Why not block the source ip?
It was impossible to block the bot’s ips since they were randomized and didn’t follow any noticeable pattern.
What if they solve reCAPTCHA?
ReCAPTCHA has been performing well at it’s purpose and there are few reports of it being bypassed.
Admin, you should do a thorough root cause analysis of the incident and put in place controls to prevent such attacks in the future and you should also enhance the security of this forum to protect the website and the villagers.
I have gotten this from the internet, hope it helps.
[I]- ensure they use GD (truetype) fonts
block the most common abused email domains used by the automated spammers (this is a bit older now) @5crafts.com@cashette.com .info .ru @web.de@gaweb.com@gawab.com
That will block most of the automated spammers.
The problem is spammers are starting out ‘outsource’ capcha recognition.
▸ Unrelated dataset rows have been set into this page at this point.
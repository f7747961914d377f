//! PNG output and file path generation

use image::{ImageEncoder, RgbaImage};
use std::io;
use std::path::{Path, PathBuf};

/// Error type for output operations
#[derive(Debug)]
pub enum OutputError {
    /// IO error during file operations
    Io(io::Error),
    /// Image encoding error
    Image(image::ImageError),
}

impl std::fmt::Display for OutputError {
    fn fmt(&self, f: &mut std::fmt::Formatter<'_>) -> std::fmt::Result {
        match self {
            OutputError::Io(e) => write!(f, "IO error: {}", e),
            OutputError::Image(e) => write!(f, "Image error: {}", e),
        }
    }
}

impl std::error::Error for OutputError {
    fn source(&self) -> Option<&(dyn std::error::Error + 'static)> {
        match self {
            OutputError::Io(e) => Some(e),
            OutputError::Image(e) => Some(e),
        }
    }
}

impl From<io::Error> for OutputError {
    fn from(e: io::Error) -> Self {
        OutputError::Io(e)
    }
}

impl From<image::ImageError> for OutputError {
    fn from(e: image::ImageError) -> Self {
        OutputError::Image(e)
    }
}

/// Save an RGBA image to a PNG file, creating parent directories as needed.
pub fn save_png(image: &RgbaImage, path: &Path) -> Result<(), OutputError> {
    if let Some(parent) = path.parent() {
        if !parent.as_os_str().is_empty() && !parent.exists() {
            std::fs::create_dir_all(parent)?;
        }
    }

    std::fs::write(path, encode_png(image)?)?;
    Ok(())
}

/// Encode an RGBA image as PNG bytes in memory.
pub fn encode_png(image: &RgbaImage) -> Result<Vec<u8>, OutputError> {
    let mut png_data = Vec::new();
    let encoder = image::codecs::png::PngEncoder::new(&mut png_data);
    encoder.write_image(image.as_raw(), image.width(), image.height(), image::ColorType::Rgba8)?;
    Ok(png_data)
}

/// Download name for an exported grid: `pixel-art-{W}x{H}-{date}.{ext}`.
///
/// `date` is supplied by the caller, typically `YYYY-MM-DD`.
pub fn export_file_name(width: usize, height: usize, date: &str, ext: &str) -> String {
    format!("pixel-art-{}x{}-{}.{}", width, height, date, ext)
}

/// Generate the output path for a rendered file.
///
/// | Scenario | Output |
/// |----------|--------|
/// | No `-o` | `{input_stem}.{ext}` next to the input |
/// | `-o out.png` | `out.png` |
/// | `-o dir/` | `dir/{input_stem}.{ext}` |
pub fn generate_output_path(input: &Path, output_arg: Option<&Path>, ext: &str) -> PathBuf {
    let input_stem = input.file_stem().and_then(|s| s.to_str()).unwrap_or("output");
    let file_name = format!("{}.{}", input_stem, ext);

    match output_arg {
        Some(output) => {
            let is_dir = output.as_os_str().to_string_lossy().ends_with('/') || output.is_dir();
            if is_dir {
                output.join(file_name)
            } else {
                output.to_path_buf()
            }
        }
        None => {
            let parent = input.parent().unwrap_or(Path::new(""));
            if parent.as_os_str().is_empty() {
                PathBuf::from(file_name)
            } else {
                parent.join(file_name)
            }
        }
    }
}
They get the capcha… post it to some webpage… like a porn site… a human enters the result… its sent back to the bot… and the bot registers. There is also the manual way, but this is how they are defeating them large scale now. They also will use more common domains like yahoo.com now for email.
Hehe watume kakitu January imekuwa moto…on a serious note, hii website ikipata malware zianze kuaffect our phones and laptops inaweza kuwa a big problem so they should be very proactive with security issues.
Unfortunately the info you provided is valueless. @Deorro has a superior spam blocking technique that might or might not involve pressing a huge button labelled Spam Stopper. He was back in bed in five.